I got mad at the meteorologists for pulling my chain. I got mad at God for telling us to stop celebrating Christmas. But why should I care if I’m never going to see snow again?

Three days ago, the real reason for my angst emerged.

I had – finally – started to grieve, really grieve, the loss of my father and grandmother. Especially Grandma. I began to miss them both. My heart yearned with a deep ache for “the good old days.” For the way Christmas used to be.

Grief and loss during the holidays became a reality for me.

I began to wonder if my mom still feels this way, fourteen years later. 

And, I cried. I cried off and on for two days. I told J all of what had been going through my head. I told him that I think that God hadn’t had us quit celebrating Christmas because it’s evil, or because it’s not really about Jesus. As I type these words, I’m confident in saying that God had us quit celebrating because in my heart, I was desperate to somehow turn the Christmas celebration with my son and husband into what it was when I was a kid.

How I healed, and how you can, too

I’ve missed celebrating Christmas the past two years. Felt depressed each December. Felt like God was punishing me somehow.
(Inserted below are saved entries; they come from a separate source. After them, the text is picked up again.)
pub mod dto;
pub mod evaluator;
pub mod generator;
pub mod identity;

use std::time::Duration;

use reqwest::Client;

use crate::error::AppError;

pub use evaluator::{CodeEvaluator, Evaluation, HttpCodeEvaluator, MockCodeEvaluator, TestOutcome};
pub use generator::{GeneratedTask, HttpTaskGenerator, TaskGenerator, TemplateTaskGenerator};
pub use identity::{Actor, HeaderIdentityProvider, IdentityProvider, StaticIdentityProvider};

fn http_client(timeout: Duration) -> Result<Client, AppError> {
    Client::builder()
        .timeout(timeout)
        .build()
        .map_err(|e| AppError::Collaborator(format!("Failed to build http client: {}", e)))
}

/// Sends `body` as JSON to `url` and decodes the JSON answer.
async fn post_json<B, T>(client: &Client, url: &str, body: &B) -> Result<T, AppError>
where
    B: serde::Serialize + ?Sized,
    T: serde::de::DeserializeOwned,
{
    let response = client
        .post(url)
        .json(body)
        .send()
        .await
        .map_err(|e| AppError::Collaborator(format!("request to {} failed: {}", url, e)))?;

    if !response.status().is_success() {
        let status = response.status();
        let body = response.text().await.unwrap_or_default();
        return Err(AppError::Collaborator(format!("{} answered {}: {}", url, status, body)));
    }

    let body_text = response
        .text()
        .await
        .map_err(|e| AppError::Collaborator(format!("failed to read response: {}", e)))?;
    serde_json::from_str::<T>(&body_text).map_err(|e| {
        tracing::error!("Failed to parse collaborator response: {}", e);
        AppError::Collaborator(format!("Failed to parse response from {}: {}", url, e))
    })
}
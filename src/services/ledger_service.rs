use chrono::{DateTime, Utc};
use sqlx::SqlitePool;
use tracing::{debug, info, warn};

use crate::config::Policy;
use crate::db::{assignments, catalog, ledger, users};
use crate::error::AppError;
use crate::ids::generate_id;
use crate::models::{
    Assignment, Enrollment, EnrollmentStatus, Grade, NewEnrollmentRequest, RecordGradeRequest,
    UpdateEnrollmentRequest, letter_grade,
};

/// Inputs for one grade ledger entry.
pub struct GradeEntry<'a> {
    pub student_id: &'a str,
    pub student_name: String,
    pub score: i64,
    pub feedback: String,
    pub graded_by: &'a str,
    pub graded_at: DateTime<Utc>,
}

/// Builds a ledger row for `assignment`; the letter grade is derived from the
/// assignment's total points.
pub fn build_grade(assignment: &Assignment, course_name: String, entry: GradeEntry<'_>) -> Grade {
    let now = Utc::now();
    Grade {
        id: generate_id(),
        student_id: entry.student_id.to_string(),
        student_name: entry.student_name,
        assignment_id: assignment.id.clone(),
        assignment_title: assignment.title.clone(),
        course_id: assignment.course_id.clone(),
        course_name,
        score: entry.score,
        total_points: assignment.total_points,
        letter_grade: letter_grade(entry.score, assignment.total_points).to_string(),
        feedback: entry.feedback,
        graded_by: entry.graded_by.to_string(),
        graded_at: entry.graded_at,
        created_at: now,
        updated_at: now,
    }
}

pub(crate) fn check_score(score: i64, total_points: i64) -> Result<(), AppError> {
    if !(0..=total_points).contains(&score) {
        return Err(AppError::Validation(format!(
            "score must be between 0 and {}",
            total_points
        )));
    }
    Ok(())
}

pub(crate) async fn course_name(db: &SqlitePool, course_id: &str) -> Result<String, AppError> {
    Ok(catalog::find_course_by_id(db, course_id)
        .await?
        .map(|c| c.title)
        .unwrap_or_default())
}

pub(crate) async fn student_name(db: &SqlitePool, student_id: &str) -> Result<String, AppError> {
    Ok(users::find_user_by_id(db, student_id)
        .await?
        .map(|u| u.name)
        .unwrap_or_default())
}

/// Grade records and enrollments.
pub struct LedgerService {
    db: SqlitePool,
    policy: Policy,
}

impl LedgerService {
    pub fn new(db: SqlitePool, policy: Policy) -> Self {
        Self { db, policy }
    }

    pub async fn list_grades(&self) -> Result<Vec<Grade>, AppError> {
        let grades = ledger::fetch_grades(&self.db).await?;
        debug!("loaded {} grades", grades.len());
        Ok(grades)
    }

    pub async fn grades_by_student(&self, student_id: &str) -> Result<Vec<Grade>, AppError> {
        Ok(ledger::fetch_grades_by_student(&self.db, student_id).await?)
    }

    pub async fn record_grade(
        &self,
        graded_by: &str,
        req: RecordGradeRequest,
    ) -> Result<Grade, AppError> {
        let assignment = assignments::find_assignment_row(&self.db, &req.assignment_id)
            .await?
            .ok_or_else(|| AppError::not_found("Assignment"))?;
        check_score(req.score, assignment.total_points)?;

        let student_name = if req.student_name.is_empty() {
            student_name(&self.db, &req.student_id).await?
        } else {
            req.student_name
        };
        let course_name = course_name(&self.db, &assignment.course_id).await?;

        let grade = build_grade(
            &assignment,
            course_name,
            GradeEntry {
                student_id: &req.student_id,
                student_name,
                score: req.score,
                feedback: req.feedback,
                graded_by,
                graded_at: Utc::now(),
            },
        );
        ledger::insert_grade(&self.db, &grade).await?;
        info!(
            "recorded grade {} for student {} on assignment {}",
            grade.letter_grade, grade.student_id, grade.assignment_id
        );
        Ok(grade)
    }

    pub async fn list_enrollments(&self, student_id: Option<&str>) -> Result<Vec<Enrollment>, AppError> {
        let enrollments = match student_id {
            Some(student_id) => ledger::fetch_enrollments_by_student(&self.db, student_id).await?,
            None => ledger::fetch_enrollments(&self.db).await?,
        };
        debug!("loaded {} enrollments", enrollments.len());
        Ok(enrollments)
    }

    /// Without policies a repeated (student, course) pair yields another record.
    pub async fn create_enrollment(&self, req: NewEnrollmentRequest) -> Result<Enrollment, AppError> {
        let course = if self.policy.enforce_capacity {
            let course = catalog::find_course_by_id(&self.db, &req.course_id)
                .await?
                .ok_or_else(|| AppError::not_found("Course"))?;
            Some(course)
        } else {
            None
        };

        let mut tx = self.db.begin().await?;

        if let Some(course) = course {
            let active = ledger::count_active_enrollments(&mut *tx, &course.id, None).await?;
            if active >= course.max_students {
                warn!("course {} is full ({} of {})", course.id, active, course.max_students);
                return Err(AppError::Conflict(format!(
                    "course {} has reached its capacity of {}",
                    course.id, course.max_students
                )));
            }
        }

        if self.policy.unique_enrollment {
            let existing =
                ledger::count_active_enrollments(&mut *tx, &req.course_id, Some(req.student_id.as_str()))
                    .await?;
            if existing > 0 {
                warn!("student {} already enrolled in {}", req.student_id, req.course_id);
                return Err(AppError::Conflict(format!(
                    "student {} already has an active enrollment in course {}",
                    req.student_id, req.course_id
                )));
            }
        }

        let now = Utc::now();
        let enrollment = Enrollment {
            id: generate_id(),
            student_id: req.student_id,
            course_id: req.course_id,
            enrolled_at: now,
            status: EnrollmentStatus::Active,
            progress: 0,
            last_accessed: None,
            created_at: now,
            updated_at: now,
        };
        ledger::insert_enrollment(&mut *tx, &enrollment).await?;
        tx.commit().await?;

        info!(
            "enrolled student {} in course {} ({})",
            enrollment.student_id, enrollment.course_id, enrollment.id
        );
        Ok(enrollment)
    }

    pub async fn update_enrollment(
        &self,
        id: &str,
        req: UpdateEnrollmentRequest,
    ) -> Result<Enrollment, AppError> {
        let mut enrollment = ledger::find_enrollment_by_id(&self.db, id)
            .await?
            .ok_or_else(|| AppError::not_found("Enrollment"))?;

        if let Some(status) = req.status {
            enrollment.status = status;
        }
        if let Some(progress) = req.progress {
            enrollment.progress = progress;
        }
        let now = Utc::now();
        enrollment.last_accessed = Some(now);
        enrollment.updated_at = now;

        if !ledger::update_enrollment(&self.db, &enrollment).await? {
            return Err(AppError::not_found("Enrollment"));
        }
        info!(
            "enrollment {} is {:?} at {}%",
            enrollment.id, enrollment.status, enrollment.progress
        );
        Ok(enrollment)
    }
}

#[cfg(test)]
mod tests {
    use super::*;
    use crate::db::memory_pool;
    use crate::models::{AssignmentStatus, AssignmentType, Course, CourseStatus};

    async fn seed_course(db: &SqlitePool, max_students: i64) -> Course {
        let now = Utc::now();
        let course = Course {
            id: generate_id(),
            title: "CS101".to_string(),
            description: "Intro".to_string(),
            instructor_id: "professor-1".to_string(),
            category: "cs".to_string(),
            level: "beginner".to_string(),
            duration: "12 weeks".to_string(),
            enrolled_students: Vec::new(),
            max_students,
            start_date: "2025-09-01".to_string(),
            end_date: "2025-12-15".to_string(),
            status: CourseStatus::Active,
            syllabus: Vec::new(),
            resources: Vec::new(),
            created_at: now,
            updated_at: now,
        };
        catalog::insert_course(db, &course).await.unwrap();
        course
    }

    async fn seed_assignment(db: &SqlitePool, course_id: &str, total_points: i64) -> Assignment {
        let now = Utc::now();
        let assignment = Assignment {
            id: generate_id(),
            title: "Essay 1".to_string(),
            description: "Write".to_string(),
            course_id: course_id.to_string(),
            instructor_id: "professor-1".to_string(),
            assignment_type: AssignmentType::Essay,
            total_points,
            due_date: "2025-10-01".to_string(),
            status: AssignmentStatus::Active,
            instructions: String::new(),
            attachments: Vec::new(),
            submissions: Vec::new(),
            created_at: now,
            updated_at: now,
        };
        assignments::insert_assignment(db, &assignment).await.unwrap();
        assignment
    }

    fn enrollment_request(course_id: &str, student_id: &str) -> NewEnrollmentRequest {
        NewEnrollmentRequest {
            course_id: course_id.to_string(),
            student_id: student_id.to_string(),
        }
    }

    #[tokio::test]
    async fn test_duplicate_enrollment_creates_two_records() {
        let db = memory_pool().await.unwrap();
        let service = LedgerService::new(db, Policy::default());

        let first = service.create_enrollment(enrollment_request("c-1", "s-1")).await.unwrap();
        let second = service.create_enrollment(enrollment_request("c-1", "s-1")).await.unwrap();

        assert_ne!(first.id, second.id);
        assert_eq!(first.status, EnrollmentStatus::Active);
        assert_eq!(first.progress, 0);
        assert_eq!(service.list_enrollments(Some("s-1")).await.unwrap().len(), 2);
        assert!(service.list_enrollments(Some("s-2")).await.unwrap().is_empty());
    }

    #[tokio::test]
    async fn test_unique_enrollment_policy() {
        let db = memory_pool().await.unwrap();
        let policy = Policy {
            unique_enrollment: true,
            ..Default::default()
        };
        let service = LedgerService::new(db, policy);

        let first = service.create_enrollment(enrollment_request("c-1", "s-1")).await.unwrap();
        let err = service.create_enrollment(enrollment_request("c-1", "s-1")).await.unwrap_err();
        assert!(matches!(err, AppError::Conflict(_)));

        service
            .update_enrollment(
                &first.id,
                UpdateEnrollmentRequest {
                    status: Some(EnrollmentStatus::Dropped),
                    progress: None,
                },
            )
            .await
            .unwrap();
        service.create_enrollment(enrollment_request("c-1", "s-1")).await.unwrap();
    }

    #[tokio::test]
    async fn test_capacity_policy() {
        let db = memory_pool().await.unwrap();
        let course = seed_course(&db, 1).await;
        let policy = Policy {
            enforce_capacity: true,
            ..Default::default()
        };
        let service = LedgerService::new(db, policy);

        service.create_enrollment(enrollment_request(&course.id, "s-1")).await.unwrap();
        let err = service
            .create_enrollment(enrollment_request(&course.id, "s-2"))
            .await
            .unwrap_err();
        assert!(matches!(err, AppError::Conflict(_)));

        let err = service
            .create_enrollment(enrollment_request("missing", "s-1"))
            .await
            .unwrap_err();
        assert!(matches!(err, AppError::NotFound(_)));
    }

    #[tokio::test]
    async fn test_update_enrollment_is_partial() {
        let db = memory_pool().await.unwrap();
        let service = LedgerService::new(db, Policy::default());
        let enrollment = service.create_enrollment(enrollment_request("c-1", "s-1")).await.unwrap();
        assert!(enrollment.last_accessed.is_none());

        let updated = service
            .update_enrollment(
                &enrollment.id,
                UpdateEnrollmentRequest {
                    status: None,
                    progress: Some(40),
                },
            )
            .await
            .unwrap();
        assert_eq!(updated.progress, 40);
        assert_eq!(updated.status, EnrollmentStatus::Active);
        assert!(updated.last_accessed.is_some());

        let err = service
            .update_enrollment("missing", UpdateEnrollmentRequest::default())
            .await
            .unwrap_err();
        assert!(matches!(err, AppError::NotFound(_)));
    }

    #[tokio::test]
    async fn test_record_grade_derives_letter() {
        let db = memory_pool().await.unwrap();
        let course = seed_course(&db, 30).await;
        let assignment = seed_assignment(&db, &course.id, 50).await;
        let service = LedgerService::new(db, Policy::default());

        let grade = service
            .record_grade(
                "professor-1",
                RecordGradeRequest {
                    student_id: "s-1".to_string(),
                    student_name: "Ada".to_string(),
                    assignment_id: assignment.id.clone(),
                    score: 45,
                    feedback: "solid".to_string(),
                },
            )
            .await
            .unwrap();

        assert_eq!(grade.letter_grade, "A-");
        assert_eq!(grade.total_points, 50);
        assert_eq!(grade.course_id, course.id);
        assert_eq!(grade.course_name, "CS101");
        assert_eq!(grade.assignment_title, "Essay 1");
        assert_eq!(grade.graded_by, "professor-1");

        let grades = service.grades_by_student("s-1").await.unwrap();
        assert_eq!(grades.len(), 1);
        assert_eq!(service.list_grades().await.unwrap().len(), 1);
    }

    #[tokio::test]
    async fn test_record_grade_rejects_bad_input() {
        let db = memory_pool().await.unwrap();
        let assignment = seed_assignment(&db, "c-1", 50).await;
        let service = LedgerService::new(db, Policy::default());

        let request = |assignment_id: &str, score: i64| RecordGradeRequest {
            student_id: "s-1".to_string(),
            student_name: String::new(),
            assignment_id: assignment_id.to_string(),
            score,
            feedback: String::new(),
        };

        let err = service.record_grade("p", request("missing", 10)).await.unwrap_err();
        assert!(matches!(err, AppError::NotFound(_)));

        let err = service.record_grade("p", request(&assignment.id, 51)).await.unwrap_err();
        assert!(matches!(err, AppError::Validation(_)));
    }
}
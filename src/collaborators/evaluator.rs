use std::time::Duration;

use async_trait::async_trait;
use rand::Rng;
use reqwest::Client;
use serde::Serialize;

use super::dto::{EvaluateCodePayload, EvaluationResponse};
use super::{http_client, post_json};
use crate::error::AppError;
use crate::models::GenerativeTask;

#[derive(Debug, Clone, PartialEq, Eq, Serialize)]
pub struct TestOutcome {
    pub name: String,
    pub passed: bool,
}

/// Result of evaluating one code submission. Callers check `score` is within 0..=100.
#[derive(Debug, Clone, Serialize)]
pub struct Evaluation {
    pub score: i64,
    pub feedback: String,
    pub test_cases: Vec<TestOutcome>,
}

#[async_trait]
pub trait CodeEvaluator: Send + Sync {
    async fn evaluate(&self, task: &GenerativeTask, code: &str) -> Result<Evaluation, AppError>;
}

/// Local evaluator drawing a score in 60..=100; nothing is executed.
pub struct MockCodeEvaluator;

impl MockCodeEvaluator {
    pub const MIN_SCORE: i64 = 60;
    pub const MAX_SCORE: i64 = 100;

    /// The fixed outcome set for `score`; "Accessibility" passes above 80.
    pub fn evaluation_for_score(score: i64) -> Evaluation {
        let outcome = |name: &str, passed: bool| TestOutcome {
            name: name.to_string(),
            passed,
        };
        Evaluation {
            score,
            feedback: "Good work! Your solution demonstrates understanding of the concepts."
                .to_string(),
            test_cases: vec![
                outcome("Responsive Design", true),
                outcome("CSS Implementation", true),
                outcome("Accessibility", score > 80),
            ],
        }
    }
}

#[async_trait]
impl CodeEvaluator for MockCodeEvaluator {
    async fn evaluate(&self, _task: &GenerativeTask, _code: &str) -> Result<Evaluation, AppError> {
        let score = rand::rng().random_range(Self::MIN_SCORE..=Self::MAX_SCORE);
        Ok(Self::evaluation_for_score(score))
    }
}

pub struct HttpCodeEvaluator {
    client: Client,
    url: String,
}

impl HttpCodeEvaluator {
    pub fn new(url: impl Into<String>, timeout: Duration) -> Result<Self, AppError> {
        Ok(Self {
            client: http_client(timeout)?,
            url: url.into(),
        })
    }
}

#[async_trait]
impl CodeEvaluator for HttpCodeEvaluator {
    async fn evaluate(&self, task: &GenerativeTask, code: &str) -> Result<Evaluation, AppError> {
        let payload = EvaluateCodePayload {
            task_id: &task.id,
            code,
            requirements: &task.requirements,
        };
        let response: EvaluationResponse = post_json(&self.client, &self.url, &payload).await?;

        Ok(Evaluation {
            score: response.score,
            feedback: response.feedback,
            test_cases: response
                .test_cases
                .into_iter()
                .map(|t| TestOutcome {
                    name: t.name,
                    passed: t.passed,
                })
                .collect(),
        })
    }
}
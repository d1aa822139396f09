use axum::extract::{Path, State};
use validator::Validate;

use super::{ApiResult, Created, created, ok};
use crate::collaborators::Actor;
use crate::extractors::AppJson;
use crate::models::*;
use crate::services::CatalogService;
use crate::state::AppState;

fn service(state: &AppState) -> CatalogService {
    CatalogService::new(state.db.clone())
}

pub(super) async fn list_courses(State(state): State<AppState>) -> ApiResult<Vec<Course>> {
    let courses = service(&state).list_courses().await?;
    ok(courses, "Courses retrieved successfully")
}

pub(super) async fn get_course(
    State(state): State<AppState>,
    Path(course_id): Path<String>,
) -> ApiResult<Course> {
    let course = service(&state).get_course(&course_id).await?;
    ok(course, "Course retrieved successfully")
}

pub(super) async fn create_course(
    State(state): State<AppState>,
    actor: Actor,
    AppJson(req): AppJson<NewCourseRequest>,
) -> Created<Course> {
    actor.require_instructor("create courses")?;
    req.validate()?;
    let course = service(&state).create_course(&actor.id, req).await?;
    created(course, "Course created successfully")
}

pub(super) async fn update_course(
    State(state): State<AppState>,
    Path(course_id): Path<String>,
    AppJson(req): AppJson<UpdateCourseRequest>,
) -> ApiResult<Course> {
    req.validate()?;
    let course = service(&state).update_course(&course_id, req).await?;
    ok(course, "Course updated successfully")
}

pub(super) async fn delete_course(
    State(state): State<AppState>,
    Path(course_id): Path<String>,
) -> ApiResult<()> {
    service(&state).delete_course(&course_id).await?;
    Ok(axum::Json(ApiResponse::message("Course deleted successfully")))
}

pub(super) async fn add_resource(
    State(state): State<AppState>,
    Path(course_id): Path<String>,
    AppJson(req): AppJson<NewResourceRequest>,
) -> Created<Resource> {
    req.validate()?;
    let resource = service(&state).add_resource(&course_id, req).await?;
    created(resource, "Resource added successfully")
}

pub(super) async fn list_sections(
    State(state): State<AppState>,
    Path(course_id): Path<String>,
) -> ApiResult<Vec<Section>> {
    let sections = service(&state).list_sections(&course_id).await?;
    ok(sections, "Sections retrieved successfully")
}

pub(super) async fn create_section(
    State(state): State<AppState>,
    Path(course_id): Path<String>,
    AppJson(req): AppJson<NewSectionRequest>,
) -> Created<Section> {
    req.validate()?;
    let section = service(&state).create_section(&course_id, req).await?;
    created(section, "Section created successfully")
}

pub(super) async fn get_course_activity(
    State(state): State<AppState>,
    Path((course_id, activity_id)): Path<(String, String)>,
) -> ApiResult<Activity> {
    let activity = service(&state).get_course_activity(&course_id, &activity_id).await?;
    ok(activity, "Activity retrieved successfully")
}

pub(super) async fn create_activity(
    State(state): State<AppState>,
    Path(section_id): Path<String>,
    AppJson(req): AppJson<NewActivityRequest>,
) -> Created<Activity> {
    req.validate()?;
    let activity = service(&state).create_activity(&section_id, req).await?;
    created(activity, "Activity created successfully")
}

pub(super) async fn get_activity(
    State(state): State<AppState>,
    Path(activity_id): Path<String>,
) -> ApiResult<Activity> {
    let activity = service(&state).get_activity(&activity_id).await?;
    ok(activity, "Activity retrieved successfully")
}

pub(super) async fn update_activity(
    State(state): State<AppState>,
    Path(activity_id): Path<String>,
    AppJson(req): AppJson<UpdateActivityRequest>,
) -> ApiResult<Activity> {
    req.validate()?;
    let activity = service(&state).update_activity(&activity_id, req).await?;
    ok(activity, "Activity updated successfully")
}

pub(super) async fn delete_activity(
    State(state): State<AppState>,
    Path(activity_id): Path<String>,
) -> ApiResult<()> {
    service(&state).delete_activity(&activity_id).await?;
    Ok(axum::Json(ApiResponse::message("Activity deleted successfully")))
}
No. He needed to bring me to the breaking point where I would release the grief I’ve stuffed for so long. And where I would realize that it’s okay for Christmas Past to look completely different than Christmas Present.

If you have lost a loved one during the holiday season, and years later are still struggling with it, may I suggest that you haven’t fully grieved. You haven’t fully grieved the loss of the individual. Or what the individual brought to your life during Christmas. You may have been harboring anger toward God, and not let it out.

Let it all out. Preferably in the arms of someone who understands. Let yourself grieve the loss. Scream and cuss at God. He can take it.

That’s the first step toward healing. The next step is the one I’m taking now: to realize that Christmas can be celebrated in a myriad of ways. That as our seasons of life change, so do the ways we celebrate.

Embrace the changes. Seek the good in them. Understand that the past is in the past, and that’s a good thing, because you’re a wiser, stronger, more courageous person than you were back then.

I pray these many words help you to handle your own grief and loss during the holidays, and that, like me, this time of year will once again become a time of joy and sharing.

P.S. – As for whether my mom still grieves? I’m going to find out soon…when I call to ask if she’d like me to come home for Christmas this year.